* [About this exercise]: Restate the entries word for word, omitting nothing.

Data to use START

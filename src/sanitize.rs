//! Derivation of file-system-safe names from entry fields.

use once_cell::sync::Lazy;
use regex::Regex;

/// Fallback token used when an id sanitizes down to nothing
pub const DEFAULT_ID_PART: &str = "word";

static UNSAFE_RUN: Lazy<Regex> = Lazy::new(|| Regex::new(r"[^a-z0-9._-]+").expect("valid regex"));

/// Lower-case `raw`, collapse every run of characters outside `[a-z0-9._-]`
/// into a single underscore and trim leading/trailing underscores.
pub fn sanitize_part(raw: &str) -> String {
    let lowered = raw.to_lowercase();
    UNSAFE_RUN
        .replace_all(&lowered, "_")
        .trim_matches('_')
        .to_string()
}

/// Like [`sanitize_part`], but never empty: ids that sanitize to nothing
/// fall back to [`DEFAULT_ID_PART`].
pub fn safe_id(raw: &str) -> String {
    let cleaned = sanitize_part(raw);
    if cleaned.is_empty() {
        DEFAULT_ID_PART.to_string()
    } else {
        cleaned
    }
}

const LEVEL_FOLDERS: [&str; 4] = ["A1", "A2", "B1", "B2"];

/// Map a proficiency tag to its storage folder by case-insensitive prefix;
/// anything unrecognized lands in `misc`.
pub fn level_to_folder(level: &str) -> &'static str {
    let upper = level.trim().to_uppercase();
    LEVEL_FOLDERS
        .iter()
        .find(|folder| upper.starts_with(*folder))
        .copied()
        .unwrap_or("misc")
}
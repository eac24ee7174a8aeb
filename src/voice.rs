//! Voice selection per language.

use crate::config::RunConfig;
use crate::models::Language;

/// Pick the synthesis voice for a language: the per-language override wins,
/// then the global fallback; `None` when both are absent or blank.
pub fn resolve_voice(lang: Language, config: &RunConfig) -> Option<&str> {
    if let Some(voice) = config.voice_overrides.get(&lang) {
        let trimmed = voice.trim();
        if !trimmed.is_empty() {
            return Some(trimmed);
        }
    }

    config
        .default_voice
        .as_deref()
        .map(str::trim)
        .filter(|voice| !voice.is_empty())
}
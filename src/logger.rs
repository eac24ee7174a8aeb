use env_logger::{Builder, Env};
use log::LevelFilter;
use std::io::Write;

pub fn init_logger() {
    // Установка базового фильтра и переопределение через переменные окружения
    let env = Env::default().filter_or("RUST_LOG", "info");

    let mut builder = Builder::from_env(env);

    // Явно подавляем логи от HTTP-стека
    builder
        .filter_module("hyper", LevelFilter::Warn)
        .filter_module("reqwest", LevelFilter::Warn)
        .filter_module("rustls", LevelFilter::Warn)
        .filter_module("mio", LevelFilter::Warn)
        // Форматирование логов
        .format(|buf, record| {
            writeln!(
                buf,
                "[{}] {}: {}",
                record.level(),
                record.target(),
                record.args()
            )
        })
        .target(env_logger::Target::Stderr)
        .init();
}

Data to use END

* [Exercise response]:
filename src/sanitize.rs
//! Derivation of file-system-safe names from entry fields.

use once_cell::sync::Lazy;
use regex::Regex;

/// Fallback token used when an id sanitizes down to nothing
pub const DEFAULT_ID_PART: &str = "word";

static UNSAFE_RUN: Lazy<Regex> = Lazy::new(|| Regex::new(r"[^a-z0-9._-]+").expect("valid regex"));

/// Lower-case `raw`, collapse every run of characters outside `[a-z0-9._-]`
/// into a single underscore and trim leading/trailing underscores.
pub fn sanitize_part(raw: &str) -> String {
    let lowered = raw.to_lowercase();
    UNSAFE_RUN
        .replace_all(&lowered, "_")
        .trim_matches('_')
        .to_string()
}

/// Like [`sanitize_part`], but never empty: ids that sanitize to nothing
/// fall back to [`DEFAULT_ID_PART`].
pub fn safe_id(raw: &str) -> String {
    let cleaned = sanitize_part(raw);
    if cleaned.is_empty() {
        DEFAULT_ID_PART.to_string()
    } else {
        cleaned
    }
}

const LEVEL_FOLDERS: [&str; 4] = ["A1", "A2", "B1", "B2"];

/// Map a proficiency tag to its storage folder by case-insensitive prefix;
/// anything unrecognized lands in `misc`.
pub fn level_to_folder(level: &str) -> &'static str {
    let upper = level.trim().to_uppercase();
    LEVEL_FOLDERS
        .iter()
        .find(|folder| upper.starts_with(*folder))
        .copied()
        .unwrap_or("misc")
}
repository eac24ee7174a8aeb
filename src/voice.rs
//! Voice selection per language.

use crate::config::RunConfig;
use crate::models::Language;

/// Pick the synthesis voice for a language: the per-language override wins,
/// then the global fallback; `None` when both are absent or blank.
pub fn resolve_voice(lang: Language, config: &RunConfig) -> Option<&str> {
    if let Some(voice) = config.voice_overrides.get(&lang) {
        let trimmed = voice.trim();
        if !trimmed.is_empty() {
            return Some(trimmed);
        }
    }

    config
        .default_voice
        .as_deref()
        .map(str::trim)
        .filter(|voice| !voice.is_empty())
}
filename src/logger.rs
repository eac24ee7174a8aeb
use env_logger::{Builder, Env};
use log::LevelFilter;
use std::io::Write;

pub fn init_logger() {
    // Установка базового фильтра и переопределение через переменные окружения
    let env = Env::default().filter_or("RUST_LOG", "info");

    let mut builder = Builder::from_env(env);

    // Явно подавляем логи от HTTP-стека
    builder
        .filter_module("hyper", LevelFilter::Warn)
        .filter_module("reqwest", LevelFilter::Warn)
        .filter_module("rustls", LevelFilter::Warn)
        .filter_module("mio", LevelFilter::Warn)
        // Форматирование логов
        .format(|buf, record| {
            writeln!(
                buf,
                "[{}] {}: {}",
                record.level(),
                record.target(),
                record.args()
            )
        })
        .target(env_logger::Target::Stderr)
        .init();
}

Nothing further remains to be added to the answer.